Retype the records below exactly as they appear.

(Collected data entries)
┄┄┄┄┄┄┄┄┄┄┄┄┄┄┄┄┄┄┄┄
use std::{net::SocketAddr, sync::Arc};

use axum::Router;
use dotenv::dotenv;
use sea_orm::DatabaseConnection;
use tracing_subscriber::{layer::SubscriberExt, util::SubscriberInitExt};
use utoipa::OpenApi;
use utoipa_scalar::{Scalar, Servable};

mod argon_hasher;
mod audit;
mod auth_guard;
mod config;
mod email_client;
mod entities;
mod errors;
mod password_reset;
mod refresh_token_store;
mod routes;
mod session;
mod session_test;
mod token_issuer;

use crate::{
    argon_hasher::ArgonHasher,
    audit::{AuditSink, DbAuditSink},
    config::Config,
    email_client::{Notifier, SmtpNotifier},
    password_reset::PasswordResetFlow,
    refresh_token_store::RefreshTokenStore,
    session::SessionManager,
    token_issuer::TokenIssuer,
};

#[cfg(all(target_env = "musl", not(target_os = "macos")))]
#[global_allocator]
static GLOBAL: mimalloc::MiMalloc = mimalloc::MiMalloc;

#[derive(Clone)]
pub struct AppState {
    pub db: DatabaseConnection,
    pub token_issuer: TokenIssuer,
    pub sessions: SessionManager,
    pub password_reset: PasswordResetFlow,
    pub audit: Arc<dyn AuditSink>,
    pub notifier: Arc<dyn Notifier>,
}

#[derive(OpenApi)]
#[openapi(paths(
    routes::auth::register,
    routes::auth::login,
    routes::auth::me,
    routes::auth::refresh,
    routes::auth::logout,
    routes::auth::logout_all,
    routes::auth::forget_password,
    routes::auth::verify_otp,
    routes::task::create_task,
    routes::task::list_tasks,
    routes::task::get_task,
    routes::task::update_task,
    routes::task::delete_task,
    routes::task::assign_task,
    routes::task::update_task_status,
    routes::user::list_users,
    routes::user::me_profile,
    routes::user::edit_profile,
    routes::user::delete_all_users,
    routes::audit_log::create_audit_log,
    routes::audit_log::list_audit_logs,
    routes::audit_log::get_audit_log,
))]
struct ApiDoc;

#[tokio::main]
async fn main() {
    dotenv().ok();

    tracing_subscriber::registry()
        .with(
            tracing_subscriber::EnvFilter::try_from_default_env()
                .unwrap_or_else(|_| format!("{}=debug", env!("CARGO_CRATE_NAME")).into()),
        )
        .with(tracing_subscriber::fmt::layer())
        .init();

    let config = Config::from_env();

    let db = sea_orm::Database::connect(&config.database_url)
        .await
        .expect("failed to connect to database");

    let token_issuer = TokenIssuer::new(&config);
    let hasher = ArgonHasher::new(&config);
    let notifier: Arc<dyn Notifier> = Arc::new(SmtpNotifier::new(config.smtp.clone()));
    let audit: Arc<dyn AuditSink> = Arc::new(DbAuditSink::new(db.clone()));

    let refresh_tokens = RefreshTokenStore::new(db.clone());
    let sessions = SessionManager::new(
        db.clone(),
        token_issuer.clone(),
        refresh_tokens,
        hasher.clone(),
    );
    let password_reset = PasswordResetFlow::new(db.clone(), hasher, notifier.clone());

    let state = AppState {
        db,
        token_issuer,
        sessions,
        password_reset,
        audit,
        notifier,
    };

    let app = Router::new()
        .nest("/auth", routes::auth::auth_router(&state))
        .nest("/task", routes::task::task_router(&state))
        .nest("/user", routes::user::user_router(&state))
        .nest("/audit-log", routes::audit_log::audit_log_router(&state))
        .merge(Scalar::with_url("/scalar", ApiDoc::openapi()))
        .with_state(state);

    let addr = SocketAddr::from(([0, 0, 0, 0], config.port));
    tracing::debug!("listening on {addr}");

    let listener = tokio::net::TcpListener::bind(addr).await.unwrap();
    axum::serve(listener, app).await.unwrap();
}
┄┄┄┄┄┄┄┄┄┄┄┄┄┄┄┄┄┄┄┄
## Exercise solution:
use std::{net::SocketAddr, sync::Arc};

use axum::Router;
use dotenv::dotenv;
use sea_orm::DatabaseConnection;
use tracing_subscriber::{layer::SubscriberExt, util::SubscriberInitExt};
use utoipa::OpenApi;
use utoipa_scalar::{Scalar, Servable};

mod argon_hasher;
mod audit;
mod auth_guard;
mod config;
mod email_client;
mod entities;
mod errors;
mod password_reset;
mod refresh_token_store;
mod routes;
mod session;
mod session_test;
mod token_issuer;

use crate::{
    argon_hasher::ArgonHasher,
    audit::{AuditSink, DbAuditSink},
    config::Config,
    email_client::{Notifier, SmtpNotifier},
    password_reset::PasswordResetFlow,
    refresh_token_store::RefreshTokenStore,
    session::SessionManager,
    token_issuer::TokenIssuer,
};

#[cfg(all(target_env = "musl", not(target_os = "macos")))]
#[global_allocator]
static GLOBAL: mimalloc::MiMalloc = mimalloc::MiMalloc;

#[derive(Clone)]
pub struct AppState {
    pub db: DatabaseConnection,
    pub token_issuer: TokenIssuer,
    pub sessions: SessionManager,
    pub password_reset: PasswordResetFlow,
    pub audit: Arc<dyn AuditSink>,
    pub notifier: Arc<dyn Notifier>,
}

#[derive(OpenApi)]
#[openapi(paths(
    routes::auth::register,
    routes::auth::login,
    routes::auth::me,
    routes::auth::refresh,
    routes::auth::logout,
    routes::auth::logout_all,
    routes::auth::forget_password,
    routes::auth::verify_otp,
    routes::task::create_task,
    routes::task::list_tasks,
    routes::task::get_task,
    routes::task::update_task,
    routes::task::delete_task,
    routes::task::assign_task,
    routes::task::update_task_status,
    routes::user::list_users,
    routes::user::me_profile,
    routes::user::edit_profile,
    routes::user::delete_all_users,
    routes::audit_log::create_audit_log,
    routes::audit_log::list_audit_logs,
    routes::audit_log::get_audit_log,
))]
struct ApiDoc;

#[tokio::main]
async fn main() {
    dotenv().ok();

    tracing_subscriber::registry()
        .with(
            tracing_subscriber::EnvFilter::try_from_default_env()
                .unwrap_or_else(|_| format!("{}=debug", env!("CARGO_CRATE_NAME")).into()),
        )
        .with(tracing_subscriber::fmt::layer())
        .init();

    let config = Config::from_env();

    let db = sea_orm::Database::connect(&config.database_url)
        .await
        .expect("failed to connect to database");

    let token_issuer = TokenIssuer::new(&config);
    let hasher = ArgonHasher::new(&config);
    let notifier: Arc<dyn Notifier> = Arc::new(SmtpNotifier::new(config.smtp.clone()));
    let audit: Arc<dyn AuditSink> = Arc::new(DbAuditSink::new(db.clone()));

    let refresh_tokens = RefreshTokenStore::new(db.clone());
    let sessions = SessionManager::new(
        db.clone(),
        token_issuer.clone(),
        refresh_tokens,
        hasher.clone(),
    );
    let password_reset = PasswordResetFlow::new(db.clone(), hasher, notifier.clone());

    let state = AppState {
        db,
        token_issuer,
        sessions,
        password_reset,
        audit,
        notifier,
    };

    let app = Router::new()
        .nest("/auth", routes::auth::auth_router(&state))
        .nest("/task", routes::task::task_router(&state))
        .nest("/user", routes::user::user_router(&state))
        .nest("/audit-log", routes::audit_log::audit_log_router(&state))
        .merge(Scalar::with_url("/scalar", ApiDoc::openapi()))
        .with_state(state);

    let addr = SocketAddr::from(([0, 0, 0, 0], config.port));
    tracing::debug!("listening on {addr}");

    let listener = tokio::net::TcpListener::bind(addr).await.unwrap();
    axum::serve(listener, app).await.unwrap();
}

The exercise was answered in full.